ÖZET : Sigortalı aracın uğradığı hasar bedeliniödeyen sigorta şirketinin, zararın idarece giderilmesi istemiyle açtığı davanın, 2918 sayılı Yasanın 19.01.2011 tarihinde yürürlüğe giren 110. maddesi gözetildiğinde, ADLİ YARGI YERİNDE çözümlenmesi gerektiği hk.

 

 

K A R A R

 

 

          Davacı                              : A.A. Türk Sigorta Şirketi

          Vekilleri                         : Av. D. P.Av. H.L. P.

          Davalı                           : İstanbul Büyükşehir Belediye Başkanlığı

          Vekilleri                         : Av. F.Ş. Av.

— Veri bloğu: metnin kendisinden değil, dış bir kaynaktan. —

//! Indexed file entity and related types

use std::path::PathBuf;

use chrono::{DateTime, Utc};
use serde::{Deserialize, Serialize};

/// Identifier assigned by the file repository
pub type FileId = i64;

/// Indexing lifecycle of an uploaded file
#[derive(Debug, Clone, Copy, PartialEq, Eq, Serialize, Deserialize, Default)]
#[serde(rename_all = "snake_case")]
pub enum IndexingStatus {
    /// Stored, not indexed yet
    #[default]
    Pending,
    /// Every chunk is in the vector store
    Indexed,
    /// Parsing or embedding failed
    Failed,
    /// File and vectors removed
    Deleted,
}

impl std::fmt::Display for IndexingStatus {
    fn fmt(&self, f: &mut std::fmt::Formatter<'_>) -> std::fmt::Result {
        match self {
            Self::Pending => write!(f, "pending"),
            Self::Indexed => write!(f, "indexed"),
            Self::Failed => write!(f, "failed"),
            Self::Deleted => write!(f, "deleted"),
        }
    }
}

/// An uploaded file tracked by the dashboard
#[derive(Debug, Clone, PartialEq, Serialize, Deserialize)]
pub struct IndexedFile {
    pub id: FileId,
    pub filename: String,
    pub file_path: PathBuf,
    /// Lower-cased extension with its dot
    pub file_type: String,
    pub file_size: u64,
    /// Hex SHA-256 of the stored bytes
    pub file_hash: String,
    pub status: IndexingStatus,
    pub chunk_count: usize,
    pub error_message: Option<String>,
    pub uploaded_at: DateTime<Utc>,
    pub indexed_at: Option<DateTime<Utc>>,
}

impl IndexedFile {
    /// Create a pending record; the repository assigns the id on create
    pub fn new(
        filename: impl Into<String>,
        file_path: impl Into<PathBuf>,
        file_type: impl Into<String>,
        file_size: u64,
        file_hash: impl Into<String>,
    ) -> Self {
        Self {
            id: 0,
            filename: filename.into(),
            file_path: file_path.into(),
            file_type: file_type.into(),
            file_size,
            file_hash: file_hash.into(),
            status: IndexingStatus::Pending,
            chunk_count: 0,
            error_message: None,
            uploaded_at: Utc::now(),
            indexed_at: None,
        }
    }

    pub fn is_indexed(&self) -> bool {
        self.status == IndexingStatus::Indexed
    }

    pub fn mark_indexed(&mut self, chunk_count: usize) {
        self.status = IndexingStatus::Indexed;
        self.chunk_count = chunk_count;
        self.error_message = None;
        self.indexed_at = Some(Utc::now());
    }

    pub fn mark_failed(&mut self, error: impl Into<String>) {
        self.status = IndexingStatus::Failed;
        self.chunk_count = 0;
        self.error_message = Some(error.into());
        self.indexed_at = None;
    }

    pub fn mark_deleted(&mut self) {
        self.status = IndexingStatus::Deleted;
        self.chunk_count = 0;
    }
}

#[cfg(test)]
mod tests {
    use super::*;

    fn sample() -> IndexedFile {
        IndexedFile::new("notes.md", "./uploads/notes.md", ".md", 42, "ab12")
    }

    #[test]
    fn test_new_file_is_pending() {
        let file = sample();

        assert_eq!(file.status, IndexingStatus::Pending);
        assert!(!file.is_indexed());
        assert_eq!(file.chunk_count, 0);
        assert!(file.indexed_at.is_none());
    }

    #[test]
    fn test_status_transitions() {
        let mut file = sample();

        file.mark_indexed(3);
        assert!(file.is_indexed());
        assert_eq!(file.chunk_count, 3);
        assert!(file.indexed_at.is_some());

        file.mark_failed("embedding daemon unreachable");
        assert_eq!(file.status, IndexingStatus::Failed);
        assert!(!file.is_indexed());
        assert_eq!(
            file.error_message.as_deref(),
            Some("embedding daemon unreachable")
        );

        file.mark_deleted();
        assert_eq!(file.status, IndexingStatus::Deleted);
    }

    #[test]
    fn test_status_display() {
        assert_eq!(IndexingStatus::Pending.to_string(), "pending");
        assert_eq!(IndexingStatus::Deleted.to_string(), "deleted");
        assert_eq!(
            serde_json::to_string(&IndexingStatus::Indexed).unwrap(),
            "\"indexed\""
        );
    }
}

A. K.

 

          O L A Y                        : Davacı vekili dava dilekçesi ile; Davalı idarenin sorumluluğunda olduğu belirtilen yoldaki mazgal kapağının yerinden çıkmış olması sebebiyle vuku bulduğu ileri sürülen trafik kazası neticesinde davacı şirkete kasko sigortası ile sigortalı olan araçta meydana gelen zararı sigorta eden sıfatıyla tazmin eden davacı şirketin sigortalısına zarar bedeli olarak ödediği 2.896,00 TL’nin 29/12/2011 tarihinden itibaren işleyecek kanuni faizi ile birlikte davalı idarece tazminine karar verilmesi istemiyle İstanbul Büyükşehir Belediye Başkanlığı’na karşı idari yargı yerinde dava açmıştır.

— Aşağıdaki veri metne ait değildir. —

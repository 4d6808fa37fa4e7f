use serde::{Deserialize, Serialize};

use crate::models::LatLng;
use crate::store::DEFAULT_STORAGE_KEY;
use crate::viewport::Viewport;

pub const DEFAULT_CENTER: LatLng = LatLng::new(51.505, -0.09);
pub const DEFAULT_ZOOM: u8 = 13;
/// Zoom used when jumping to a pin from the list.
pub const NAVIGATE_ZOOM: u8 = 13;
pub const MIN_ZOOM: u8 = 1;
pub const MAX_ZOOM: u8 = 19;

pub const OSM_TILE_URL: &str = "https://{s}.tile.openstreetmap.org/{z}/{x}/{y}.png";
pub const OSM_ATTRIBUTION: &str = "© OpenStreetMap contributors";
pub const NOMINATIM_REVERSE_URL: &str = "https://nominatim.openstreetmap.org/reverse";
pub const GEOCODE_TIMEOUT_MS: u64 = 10_000;

/// Geometry of the marker image, in CSS pixels.
#[derive(Debug, Clone, Copy, PartialEq, Serialize, Deserialize)]
#[serde(rename_all = "camelCase")]
pub struct MarkerIcon {
    pub size: [f64; 2],
    /// Point of the image that sits on the pin's coordinates.
    pub anchor: [f64; 2],
    /// Where popups attach, relative to the anchor.
    pub popup_anchor: [f64; 2],
}

impl Default for MarkerIcon {
    fn default() -> Self {
        Self {
            size: [38.0, 95.0],
            anchor: [22.0, 94.0],
            popup_anchor: [-3.0, -76.0],
        }
    }
}

impl MarkerIcon {
    /// Top-left corner of the icon image for a marker at `(x, y)`.
    pub fn image_origin(&self, x: f64, y: f64) -> (f64, f64) {
        (x - self.anchor[0], y - self.anchor[1])
    }

    /// Tip of the popup for a marker at `(x, y)`.
    pub fn popup_tip(&self, x: f64, y: f64) -> (f64, f64) {
        (x + self.popup_anchor[0], y + self.popup_anchor[1])
    }
}

#[derive(Debug, Clone, PartialEq, Serialize, Deserialize)]
#[serde(default, rename_all = "camelCase")]
pub struct MapConfig {
    pub center: LatLng,
    pub zoom: u8,
    pub navigate_zoom: u8,
    pub min_zoom: u8,
    pub max_zoom: u8,
    pub tile_url: String,
    pub subdomains: Vec<String>,
    pub attribution: String,
    pub icon: MarkerIcon,
}

impl Default for MapConfig {
    fn default() -> Self {
        Self {
            center: DEFAULT_CENTER,
            zoom: DEFAULT_ZOOM,
            navigate_zoom: NAVIGATE_ZOOM,
            min_zoom: MIN_ZOOM,
            max_zoom: MAX_ZOOM,
            tile_url: OSM_TILE_URL.to_string(),
            subdomains: vec!["a".to_string(), "b".to_string(), "c".to_string()],
            attribution: OSM_ATTRIBUTION.to_string(),
            icon: MarkerIcon::default(),
        }
    }
}

impl MapConfig {
    pub fn initial_viewport(&self) -> Viewport {
        Viewport::new(self.center, self.clamp_zoom(i32::from(self.zoom)))
    }

    /// Zoom range actually used: the configured bounds, ordered and kept
    /// within [`MIN_ZOOM`, `MAX_ZOOM`].
    pub fn zoom_bounds(&self) -> (u8, u8) {
        let lo = self.min_zoom.min(self.max_zoom).clamp(MIN_ZOOM, MAX_ZOOM);
        let hi = self.min_zoom.max(self.max_zoom).clamp(MIN_ZOOM, MAX_ZOOM);
        (lo, hi)
    }

    pub fn clamp_zoom(&self, zoom: i32) -> u8 {
        let (lo, hi) = self.zoom_bounds();
        zoom.clamp(i32::from(lo), i32::from(hi)) as u8
    }
}

#[derive(Debug, Clone, PartialEq, Serialize, Deserialize)]
#[serde(default, rename_all = "camelCase")]
pub struct GeocoderConfig {
    pub endpoint: String,
    pub timeout_ms: u64,
}

impl Default for GeocoderConfig {
    fn default() -> Self {
        Self {
            endpoint: NOMINATIM_REVERSE_URL.to_string(),
            timeout_ms: GEOCODE_TIMEOUT_MS,
        }
    }
}

#[derive(Debug, Clone, PartialEq, Serialize, Deserialize)]
#[serde(default, rename_all = "camelCase")]
pub struct WidgetConfig {
    pub storage_key: String,
    pub map: MapConfig,
    pub geocoder: GeocoderConfig,
}

impl Default for WidgetConfig {
    fn default() -> Self {
        Self {
            storage_key: DEFAULT_STORAGE_KEY.to_string(),
            map: MapConfig::default(),
            geocoder: GeocoderConfig::default(),
        }
    }
}

#[cfg(test)]
mod tests {
    use super::*;

    #[test]
    fn test_defaults() {
        let cfg = WidgetConfig::default();
        assert_eq!(cfg.storage_key, "pins");
        assert_eq!(cfg.map.center, LatLng::new(51.505, -0.09));
        assert_eq!(cfg.map.zoom, 13);
        assert_eq!(cfg.map.navigate_zoom, 13);
        assert_eq!(cfg.geocoder.endpoint, "https://nominatim.openstreetmap.org/reverse");
    }

    #[test]
    fn test_partial_json_keeps_defaults() {
        let json = r#"{"storageKey":"my-pins","map":{"zoom":5},"geocoder":{"timeoutMs":2500}}"#;
        let cfg: WidgetConfig = serde_json::from_str(json).unwrap();
        assert_eq!(cfg.storage_key, "my-pins");
        assert_eq!(cfg.map.zoom, 5);
        assert_eq!(cfg.map.tile_url, OSM_TILE_URL);
        assert_eq!(cfg.geocoder.timeout_ms, 2500);
        assert_eq!(cfg.geocoder.endpoint, NOMINATIM_REVERSE_URL);
    }

    #[test]
    fn test_clamp_zoom() {
        let cfg = MapConfig::default();
        assert_eq!(cfg.clamp_zoom(0), 1);
        assert_eq!(cfg.clamp_zoom(25), 19);
        assert_eq!(cfg.clamp_zoom(-3), 1);
        assert_eq!(cfg.clamp_zoom(13), 13);
    }

    #[test]
    fn test_clamp_zoom_with_bad_bounds() {
        let json = r#"{"minZoom": 15, "maxZoom": 3, "zoom": 40}"#;
        let cfg: MapConfig = serde_json::from_str(json).unwrap();
        assert_eq!(cfg.zoom_bounds(), (3, 15));
        assert_eq!(cfg.clamp_zoom(20), 15);
        assert_eq!(cfg.initial_viewport().zoom, 15);

        let wide: MapConfig = serde_json::from_str(r#"{"minZoom": 0, "maxZoom": 200}"#).unwrap();
        assert_eq!(wide.zoom_bounds(), (MIN_ZOOM, MAX_ZOOM));
        assert_eq!(wide.clamp_zoom(100), MAX_ZOOM);
    }

    #[test]
    fn test_initial_viewport() {
        let v = MapConfig::default().initial_viewport();
        assert_eq!(v.center, DEFAULT_CENTER);
        assert_eq!(v.zoom, 13);
    }

    #[test]
    fn test_icon_geometry() {
        let icon = MarkerIcon::default();
        assert_eq!(icon.image_origin(100.0, 200.0), (78.0, 106.0));
        assert_eq!(icon.popup_tip(100.0, 200.0), (97.0, 124.0));
    }
}
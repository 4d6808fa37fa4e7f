use serde::{Deserialize, Serialize};

/// Text shown in place of an empty remark.
pub const NO_REMARKS: &str = "No remarks";

pub type PinId = String;

#[derive(Debug, Clone, Copy, PartialEq, Serialize, Deserialize)]
pub struct LatLng {
    pub lat: f64,
    pub lng: f64,
}

impl LatLng {
    pub const fn new(lat: f64, lng: f64) -> Self {
        Self { lat, lng }
    }

    pub fn is_finite(&self) -> bool {
        self.lat.is_finite() && self.lng.is_finite()
    }
}

/// A saved or drafted map annotation.
///
/// The field names match the JSON layout kept in browser storage, so data
/// written by earlier versions of the widget loads unchanged.
#[derive(Debug, Clone, PartialEq, Serialize, Deserialize)]
pub struct Pin {
    pub id: PinId,
    pub lat: f64,
    pub lng: f64,
    #[serde(default)]
    pub remarks: String,
    #[serde(default)]
    pub address: String,
}

impl Pin {
    /// A fresh draft: no remark, address not yet resolved.
    pub fn draft(id: PinId, position: LatLng) -> Self {
        Self {
            id,
            lat: position.lat,
            lng: position.lng,
            remarks: String::new(),
            address: String::new(),
        }
    }

    pub fn position(&self) -> LatLng {
        LatLng::new(self.lat, self.lng)
    }

    /// Remark as displayed in the list panel and marker popups.
    pub fn display_remarks(&self) -> &str {
        if self.remarks.is_empty() {
            NO_REMARKS
        } else {
            &self.remarks
        }
    }
}

#[cfg(test)]
mod tests {
    use super::*;

    #[test]
    fn test_pin_serializes_with_storage_field_names() {
        let pin = Pin {
            id: "1712345678901".to_string(),
            lat: 51.5,
            lng: -0.09,
            remarks: "Cafe".to_string(),
            address: "10 Downing St".to_string(),
        };
        let json = serde_json::to_value(&pin).unwrap();
        assert_eq!(json["id"], "1712345678901");
        assert_eq!(json["lat"], 51.5);
        assert_eq!(json["lng"], -0.09);
        assert_eq!(json["remarks"], "Cafe");
        assert_eq!(json["address"], "10 Downing St");
    }

    #[test]
    fn test_pin_deserializes_without_address() {
        // Drafts saved mid-flight by older builds never carried an address
        let json = r#"{"id":"1","lat":1.0,"lng":2.0,"remarks":"x"}"#;
        let pin: Pin = serde_json::from_str(json).unwrap();
        assert_eq!(pin.address, "");
        assert_eq!(pin.remarks, "x");
    }

    #[test]
    fn test_draft_starts_empty() {
        let pin = Pin::draft("7".to_string(), LatLng::new(10.0, 20.0));
        assert_eq!(pin.id, "7");
        assert!(pin.remarks.is_empty());
        assert!(pin.address.is_empty());
        assert_eq!(pin.position(), LatLng::new(10.0, 20.0));
    }

    #[test]
    fn test_display_remarks_placeholder() {
        let mut pin = Pin::draft("1".to_string(), LatLng::new(0.0, 0.0));
        assert_eq!(pin.display_remarks(), "No remarks");
        pin.remarks = "Bench".to_string();
        assert_eq!(pin.display_remarks(), "Bench");
    }

    #[test]
    fn test_latlng_is_finite() {
        assert!(LatLng::new(1.0, 2.0).is_finite());
        assert!(!LatLng::new(f64::NAN, 2.0).is_finite());
        assert!(!LatLng::new(1.0, f64::INFINITY).is_finite());
    }
}
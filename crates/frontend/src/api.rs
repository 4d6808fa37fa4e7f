use async_trait::async_trait;
use futures::future::{self, Either};
use gloo_timers::future::TimeoutFuture;
use pindrop_shared::config::GeocoderConfig;
use pindrop_shared::geocode::{parse_display_name, reverse_url, GeocodeError, Geocoder};
use pindrop_shared::models::LatLng;

/// Reverse geocoding against a Nominatim-compatible endpoint.
#[derive(Debug, Clone)]
pub struct NominatimGeocoder {
    client: reqwest::Client,
    endpoint: String,
    timeout_ms: u32,
}

impl NominatimGeocoder {
    pub fn new(config: &GeocoderConfig) -> Self {
        Self {
            client: reqwest::Client::new(),
            endpoint: config.endpoint.clone(),
            timeout_ms: timeout_ms(config.timeout_ms),
        }
    }

    async fn fetch(&self, position: LatLng) -> Result<String, GeocodeError> {
        let url = reverse_url(&self.endpoint, position);
        let resp = self
            .client
            .get(&url)
            .header(reqwest::header::ACCEPT, "application/json")
            .send()
            .await
            .map_err(|e| GeocodeError::Network(e.to_string()))?;

        check_status(resp.status())?;

        let body = resp
            .text()
            .await
            .map_err(|e| GeocodeError::Network(e.to_string()))?;
        parse_display_name(&body)
    }
}

#[async_trait(?Send)]
impl Geocoder for NominatimGeocoder {
    async fn reverse(&self, position: LatLng) -> Result<String, GeocodeError> {
        let request = Box::pin(self.fetch(position));
        let timeout = TimeoutFuture::new(self.timeout_ms);
        match future::select(request, timeout).await {
            Either::Left((result, _)) => result,
            Either::Right(((), _)) => Err(GeocodeError::Timeout),
        }
    }
}

/// Anything but a 2xx is a failed lookup.
fn check_status(status: reqwest::StatusCode) -> Result<(), GeocodeError> {
    if status.is_success() {
        Ok(())
    } else {
        Err(GeocodeError::Status(status.as_u16()))
    }
}

/// Browser timers take a `u32` of milliseconds.
fn timeout_ms(ms: u64) -> u32 {
    u32::try_from(ms).unwrap_or(u32::MAX)
}
pub mod map_view;
pub mod marker_popup;
pub mod pin_list;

          İSTANBUL 4. İDARE MAHKEMESİ : 13.06.2013 gün ve E:2012/265, K:2013/1190 sayılı dosyasında "2918 sayılı Karayolları Trafik Kanunu'nun 2 nci maddesinde, bu Kanunun, trafikle ilgili kuralları, şartları, hak ve yükümlülükleri, bunların uygulanmasını ve denetlenmesini, ilgili kuruluşları ve bunların görev, yetki ve sorumluluk, çalışma usulleri ile diğer hükümleri kapsadığı ve karayollarında uygulanacağı ifade edilmiş; aynı Kanunun 10 uncu maddesinde ise yapım ve bakımından sorumlu olduğu yollan trafik düzeni ve güvenliğini sağlayacak durumda bulundurmak, belediye trafik birimlerinin, görev, yetki ve sorumlulukları arasında sayılmıştır.

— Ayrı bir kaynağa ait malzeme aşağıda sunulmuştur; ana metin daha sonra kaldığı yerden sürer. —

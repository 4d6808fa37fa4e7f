/// Container size used before the map element has been laid out.
pub const FALLBACK_SIZE: (f64, f64) = (800.0, 600.0);

/// Convert client (viewport) coordinates to container-relative pixel coordinates.
pub fn client_to_container(
    client_x: f64,
    client_y: f64,
    rect_left: f64,
    rect_top: f64,
) -> (f64, f64) {
    (client_x - rect_left, client_y - rect_top)
}

/// Whether a container-relative point lies inside a `width` x `height` box.
pub fn inside(x: f64, y: f64, width: f64, height: f64) -> bool {
    (0.0..=width).contains(&x) && (0.0..=height).contains(&y)
}

fn container_rect(container_id: &str) -> Option<web_sys::DomRect> {
    let document = web_sys::window()?.document()?;
    let element = document.get_element_by_id(container_id)?;
    Some(element.get_bounding_client_rect())
}

/// Rendered size of the container, if it is laid out.
pub fn container_size(container_id: &str) -> Option<(f64, f64)> {
    let rect = container_rect(container_id)?;
    if rect.width() <= 0.0 || rect.height() <= 0.0 {
        return None;
    }
    Some((rect.width(), rect.height()))
}

/// Container-relative position of a click, or `None` if the element is
/// gone or the point falls outside it.
pub fn click_to_container(client_x: f64, client_y: f64, container_id: &str) -> Option<(f64, f64)> {
    let rect = container_rect(container_id)?;
    let (x, y) = client_to_container(client_x, client_y, rect.left(), rect.top());
    inside(x, y, rect.width(), rect.height()).then_some((x, y))
}
use dioxus::prelude::*;
use pindrop_shared::command::{Command, Effect, PinDrop};
use pindrop_shared::config::WidgetConfig;
use pindrop_shared::geocode::resolve_address;
use pindrop_shared::store::{PinStore, SaveOutcome};
use tracing::{debug, error, info};

use crate::api::NominatimGeocoder;
use crate::components::map_view::{MapView, PopupTarget};
use crate::components::pin_list::PinList;
use crate::storage::{BrowserClock, LocalStorage};

pub type Widget = PinDrop<LocalStorage, BrowserClock>;

#[component]
pub fn PinDropPage() -> Element {
    let config = use_context::<WidgetConfig>();

    let map_config = config.map.clone();
    let storage_key = config.storage_key.clone();
    let mut widget = use_signal(move || {
        let store = PinStore::load(LocalStorage::open(), BrowserClock, storage_key);
        PinDrop::new(store, &map_config)
    });
    let geocoder = use_hook(|| NominatimGeocoder::new(&config.geocoder));
    let mut open_popup = use_signal(|| None::<PopupTarget>);

    let dispatch = use_callback(move |command: Command| {
        debug!(?command, "Dispatching");
        let effect = widget.write().dispatch(command);
        match effect {
            Ok(Effect::None) => {}
            Ok(Effect::ResolveAddress(pending)) => {
                let geocoder = geocoder.clone();
                spawn(async move {
                    let address = resolve_address(&geocoder, pending.position()).await;
                    let outcome = widget.write().complete_save(pending, address);
                    match outcome {
                        Ok(SaveOutcome::Saved(pin)) => {
                            info!(id = %pin.id, "Pin saved");
                            if *open_popup.read() == Some(PopupTarget::Draft) {
                                open_popup.set(None);
                            }
                        }
                        Ok(SaveOutcome::Superseded) => {
                            debug!("Draft changed while resolving the address, dropping save");
                        }
                        Err(e) => error!("Failed to save pin: {e}"),
                    }
                });
            }
            Err(e) => error!("Failed to update pins: {e}"),
        }
    });

    let pins = widget.read().store().list().to_vec();

    rsx! {
        div { class: "app",
            PinList {
                pins: pins,
                on_navigate: move |id| dispatch.call(Command::NavigateTo(id)),
                on_delete: move |id| dispatch.call(Command::DeletePin(id)),
            }
            MapView {
                widget: widget,
                config: config.map.clone(),
                open_popup: open_popup,
                on_command: move |command| dispatch.call(command),
            }
        }
    }
}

          Öte yandan, 2918 sayılı Karayolları Trafik Kanunu'nun 'Görevli ve Yetkili Mahkeme' başlıklı 110 uncu maddesinin 1 inci fıkrasında, "İşleteni veya sahibi Devlet ve diğer kamu kuruluşları olan araçların sebebiyet verdiği zararlara ilişkin olanları dâhil, bu Kanundan doğan sorumluluk davaları, adli yargıda görülür." hükmüne yer verilmiştir.

          Yukarıda özeti verilen görülmekte olan davanın, 2918 sayılı Karayolları Trafik Kanunu'nun yukarıda belirtilen 10 uncu maddesi ile davalı idareye verilmiş görev, yetki ve sorumlulukların gereği gibi yerine getirilmediğinden bahisle açıldığı ve bu doğrultuda 2918 sayılı Kanun'dan doğan sorumluluk davası kapsamında bulunduğu ve aynı Kanunun yukarıda metni yazılı 110 uncu maddesi hükmü uyarınca davanın görüm yerinin adli yargı olduğu sonucuna varılmıştır.

          Nitekim 22/3/2013 tarihli ve 28595 (Mükerrer) sayılı Resmi Gazete'de yayımlanan Uyuşmazlık Mahkemesi'nin E:2012/578. K:2013/179 sayılı ve 04/02/2013 tarihli kararı da bu yöndedir.

          Açıklanan nedenlerle, 2577 sayılı İdari Yargılama Usulü Kanunu'nun 15/1-a maddesi hükmü uyarınca davanın görev yönünden reddine" karar vermiş, itiraz başvurusunun İstanbul Bölge İdare Mahkemesinin 23/10/2013 gün, E:2013/18571, K:2013/14863 sayılı kararıyla reddi üzerine kararın 01/01/2014 tarihinde kesinleştiği anlaşılmıştır.

          Davacı vekili aynı taleple tarihli dilekçe ile adli yargı yerinde dava açmıştır.

          İSTANBUL 23. ASLİYE HUKUK MAHKEMESİ : 25.09.2018 gün ve E:2018/224, K:2018/264 sayı ile "Dava, trafik kazasından kaynaklanan maddi tazminat istemine ilişkindir.

          Dosyaya sunulan İstanbul 4. İdare mahkemesinin 2012/265 E- 2013/1190 K sayılı ilam örneğinde davanın daha önce idari yargıda açıldığı ve adli yargının görevli olduğuna dair karar verildiği, söz konusun kararın da 01.01.2014 tarihinde kesinleştiği görülmektedir.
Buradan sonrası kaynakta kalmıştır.